Please reproduce the data in its entirety, word for word.

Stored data

###

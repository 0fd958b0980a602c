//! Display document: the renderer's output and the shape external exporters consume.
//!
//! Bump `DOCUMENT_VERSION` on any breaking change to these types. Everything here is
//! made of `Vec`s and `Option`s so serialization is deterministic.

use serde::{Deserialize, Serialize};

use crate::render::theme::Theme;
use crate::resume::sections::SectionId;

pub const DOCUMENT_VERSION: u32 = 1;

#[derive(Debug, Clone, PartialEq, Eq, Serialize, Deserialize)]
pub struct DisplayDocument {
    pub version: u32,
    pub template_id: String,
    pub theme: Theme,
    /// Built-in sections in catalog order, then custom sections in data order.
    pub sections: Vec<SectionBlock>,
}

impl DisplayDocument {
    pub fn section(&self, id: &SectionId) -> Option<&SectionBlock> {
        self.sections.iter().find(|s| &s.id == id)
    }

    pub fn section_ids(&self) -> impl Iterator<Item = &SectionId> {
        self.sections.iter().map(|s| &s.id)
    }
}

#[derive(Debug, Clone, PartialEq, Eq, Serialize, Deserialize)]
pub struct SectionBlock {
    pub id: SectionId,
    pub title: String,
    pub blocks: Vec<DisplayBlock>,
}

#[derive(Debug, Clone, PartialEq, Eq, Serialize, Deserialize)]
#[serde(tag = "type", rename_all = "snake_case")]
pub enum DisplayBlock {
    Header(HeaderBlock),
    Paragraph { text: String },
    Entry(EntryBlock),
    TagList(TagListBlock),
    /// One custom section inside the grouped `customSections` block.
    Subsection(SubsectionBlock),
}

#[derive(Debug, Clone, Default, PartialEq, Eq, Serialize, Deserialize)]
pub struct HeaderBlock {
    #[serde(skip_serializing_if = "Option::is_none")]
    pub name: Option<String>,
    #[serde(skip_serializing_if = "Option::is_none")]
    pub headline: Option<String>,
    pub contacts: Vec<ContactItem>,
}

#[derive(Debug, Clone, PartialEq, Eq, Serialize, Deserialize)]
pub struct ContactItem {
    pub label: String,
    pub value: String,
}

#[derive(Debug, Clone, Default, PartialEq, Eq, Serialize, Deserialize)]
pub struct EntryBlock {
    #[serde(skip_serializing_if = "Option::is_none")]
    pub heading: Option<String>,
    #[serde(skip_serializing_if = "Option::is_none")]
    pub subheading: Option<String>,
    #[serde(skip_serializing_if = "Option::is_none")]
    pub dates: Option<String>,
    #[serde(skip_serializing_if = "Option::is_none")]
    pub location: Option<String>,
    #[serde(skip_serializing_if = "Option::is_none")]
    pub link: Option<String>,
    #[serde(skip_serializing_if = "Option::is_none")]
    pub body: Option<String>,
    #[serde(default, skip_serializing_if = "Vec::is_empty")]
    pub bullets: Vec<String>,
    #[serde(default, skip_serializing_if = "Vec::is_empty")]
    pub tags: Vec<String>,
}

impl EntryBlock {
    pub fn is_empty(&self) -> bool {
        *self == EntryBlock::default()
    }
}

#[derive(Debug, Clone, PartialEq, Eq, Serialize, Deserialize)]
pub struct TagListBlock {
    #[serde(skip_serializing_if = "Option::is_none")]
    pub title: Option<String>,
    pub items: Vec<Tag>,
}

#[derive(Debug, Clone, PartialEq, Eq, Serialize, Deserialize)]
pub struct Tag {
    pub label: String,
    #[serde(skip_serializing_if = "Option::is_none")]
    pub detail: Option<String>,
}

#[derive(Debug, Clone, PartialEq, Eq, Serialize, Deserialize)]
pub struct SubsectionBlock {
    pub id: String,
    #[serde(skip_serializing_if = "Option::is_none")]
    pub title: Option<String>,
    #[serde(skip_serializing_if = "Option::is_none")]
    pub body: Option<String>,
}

###

> SOLUTION TO THE PROBLEM:
repository 0fd958b0980a602c
//! Display document: the renderer's output and the shape external exporters consume.
//!
//! Bump `DOCUMENT_VERSION` on any breaking change to these types. Everything here is
//! made of `Vec`s and `Option`s so serialization is deterministic.

use serde::{Deserialize, Serialize};

use crate::render::theme::Theme;
use crate::resume::sections::SectionId;

pub const DOCUMENT_VERSION: u32 = 1;

#[derive(Debug, Clone, PartialEq, Eq, Serialize, Deserialize)]
pub struct DisplayDocument {
    pub version: u32,
    pub template_id: String,
    pub theme: Theme,
    /// Built-in sections in catalog order, then custom sections in data order.
    pub sections: Vec<SectionBlock>,
}

impl DisplayDocument {
    pub fn section(&self, id: &SectionId) -> Option<&SectionBlock> {
        self.sections.iter().find(|s| &s.id == id)
    }

    pub fn section_ids(&self) -> impl Iterator<Item = &SectionId> {
        self.sections.iter().map(|s| &s.id)
    }
}

#[derive(Debug, Clone, PartialEq, Eq, Serialize, Deserialize)]
pub struct SectionBlock {
    pub id: SectionId,
    pub title: String,
    pub blocks: Vec<DisplayBlock>,
}

#[derive(Debug, Clone, PartialEq, Eq, Serialize, Deserialize)]
#[serde(tag = "type", rename_all = "snake_case")]
pub enum DisplayBlock {
    Header(HeaderBlock),
    Paragraph { text: String },
    Entry(EntryBlock),
    TagList(TagListBlock),
    /// One custom section inside the grouped `customSections` block.
    Subsection(SubsectionBlock),
}

#[derive(Debug, Clone, Default, PartialEq, Eq, Serialize, Deserialize)]
pub struct HeaderBlock {
    #[serde(skip_serializing_if = "Option::is_none")]
    pub name: Option<String>,
    #[serde(skip_serializing_if = "Option::is_none")]
    pub headline: Option<String>,
    pub contacts: Vec<ContactItem>,
}

#[derive(Debug, Clone, PartialEq, Eq, Serialize, Deserialize)]
pub struct ContactItem {
    pub label: String,
    pub value: String,
}

#[derive(Debug, Clone, Default, PartialEq, Eq, Serialize, Deserialize)]
pub struct EntryBlock {
    #[serde(skip_serializing_if = "Option::is_none")]
    pub heading: Option<String>,
    #[serde(skip_serializing_if = "Option::is_none")]
    pub subheading: Option<String>,
    #[serde(skip_serializing_if = "Option::is_none")]
    pub dates: Option<String>,
    #[serde(skip_serializing_if = "Option::is_none")]
    pub location: Option<String>,
    #[serde(skip_serializing_if = "Option::is_none")]
    pub link: Option<String>,
    #[serde(skip_serializing_if = "Option::is_none")]
    pub body: Option<String>,
    #[serde(default, skip_serializing_if = "Vec::is_empty")]
    pub bullets: Vec<String>,
    #[serde(default, skip_serializing_if = "Vec::is_empty")]
    pub tags: Vec<String>,
}

impl EntryBlock {
    pub fn is_empty(&self) -> bool {
        *self == EntryBlock::default()
    }
}

#[derive(Debug, Clone, PartialEq, Eq, Serialize, Deserialize)]
pub struct TagListBlock {
    #[serde(skip_serializing_if = "Option::is_none")]
    pub title: Option<String>,
    pub items: Vec<Tag>,
}

#[derive(Debug, Clone, PartialEq, Eq, Serialize, Deserialize)]
pub struct Tag {
    pub label: String,
    #[serde(skip_serializing_if = "Option::is_none")]
    pub detail: Option<String>,
}

#[derive(Debug, Clone, PartialEq, Eq, Serialize, Deserialize)]
pub struct SubsectionBlock {
    pub id: String,
    #[serde(skip_serializing_if = "Option::is_none")]
    pub title: Option<String>,
    #[serde(skip_serializing_if = "Option::is_none")]
    pub body: Option<String>,
}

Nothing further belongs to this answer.